3. O futuro: intensificação dos extremos
As projeções climáticas indicam que, no Atlântico Sul, eventos extremos serão mais frequentes e mais intensos:
- Ressacas mais fortes, invadindo orlas e estruturas costeiras.
- Ciclones extratropicais mais recorrentes, trazendo ventos e ondas destrutivas.
- Períodos maiores de paralisação portuária devido à insegurança operacional.
Se um porto consolidado como Rio Grande já sofre paralisações, o que esperar de Arroio do Sal, onde não há canal protegido, abrigo natural ou histórico de operações marítimas complexas?

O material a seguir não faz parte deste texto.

//! JSON loaders for events and sentiment labels.

use std::path::Path;

use anyhow::{Context, Result};
use sentiment_impact_core::{parse_events, Event, RawEvent, SentimentLabel};

/// Reads a JSON array of events.
///
/// # Errors
/// Returns error if the file cannot be read, is not valid JSON, or holds an
/// unparseable timestamp.
pub fn read_events(path: &Path) -> Result<Vec<Event>> {
    let text = std::fs::read_to_string(path)
        .with_context(|| format!("Failed to read events file: {}", path.display()))?;
    parse_events_json(&text)
}

/// Parses a JSON array of events from a string.
///
/// # Errors
/// Returns error on invalid JSON or an unparseable timestamp.
pub fn parse_events_json(text: &str) -> Result<Vec<Event>> {
    let raw: Vec<RawEvent> = serde_json::from_str(text).context("Invalid events JSON")?;
    Ok(parse_events(raw)?)
}

/// Reads a JSON array of sentiment labels.
///
/// # Errors
/// Returns error if the file cannot be read or is not valid JSON.
pub fn read_labels(path: &Path) -> Result<Vec<SentimentLabel>> {
    let text = std::fs::read_to_string(path)
        .with_context(|| format!("Failed to read labels file: {}", path.display()))?;
    serde_json::from_str(&text).context("Invalid labels JSON")
}

#[cfg(test)]
mod tests {
    use super::*;
    use sentiment_impact_core::{EngineError, SentimentCategory};

    #[test]
    fn parses_both_timestamp_forms() {
        let json = r#"[
            {"id": "1", "timestamp": "2024-01-16T15:00:00Z", "text": "Deliveries up",
             "engagement": {"likes": 1200, "reshares": 300}},
            {"id": "2", "timestamp": "Tue Jan 16 16:00:00 +0000 2024", "text": "Quiet day"}
        ]"#;

        let events = parse_events_json(json).unwrap();
        assert_eq!(events.len(), 2);
        assert_eq!(events[0].engagement.likes, 1200);
        assert_eq!(events[1].author, "");
    }

    #[test]
    fn bad_timestamp_surfaces_malformed_error() {
        let json = r#"[{"id": "1", "timestamp": "noon", "text": "x"}]"#;
        let err = parse_events_json(json).unwrap_err();
        assert!(matches!(
            err.downcast_ref::<EngineError>(),
            Some(EngineError::InputMalformed { .. })
        ));
    }

    #[test]
    fn labels_deserialize_from_json() {
        let json = r#"[{"event_id": "1", "category": "BULLISH", "confidence": 0.8, "source": "llm"}]"#;
        let labels: Vec<SentimentLabel> = serde_json::from_str(json).unwrap();
        assert_eq!(labels[0].category, SentimentCategory::Bullish);
    }
}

4. O Porto de Arroio do Sal: vulnerabilidade máxima
Construir um porto em Arroio do Sal significa expor uma infraestrutura caríssima:
- Diretamente ao mar aberto, sem baía ou enseada que amorteça ondas e ventos.
- À erosão costeira, que já ameaça praias vizinhas como Curumim e Capão da Canoa.
- Aos mesmos fenômenos que paralisam Rio Grande, porém sem a mesma robustez de infraestrutura.
O resultado provável é um porto sujeito a paralisações frequentes, danos estruturais e custos permanentes de manutenção, tornando-se um passivo financeiro e ambiental.
5. Conclusão: da história ao futuro
Se o litoral gaúcho ganhou o título de Cemitério de Navios por sua periculosidade natural, insistir em instalar ali um grande porto marítimo é ignorar a lição da história e da ciência.
- O Porto de Rio Grande já dá sinais de vulnerabilidade diante de neblina, ressacas e ciclones.
- Arroio do Sal, ainda mais exposto, corre o risco de se transformar não em um polo de desenvolvimento, mas em um símbolo de erro estratégico:
- altos custos de construção e manutenção,
- paralisações constantes,
- agravamento da erosão e perda das praias,
- desvalorização do turismo e da qualidade de vida.
Trata-se, portanto, não de uma solução, mas de um desastre anunciado, que compromete o futuro do litoral e repete — em escala ampliada — a trágica história de naufrágios que batizou essa costa como o Cemitério de Navios.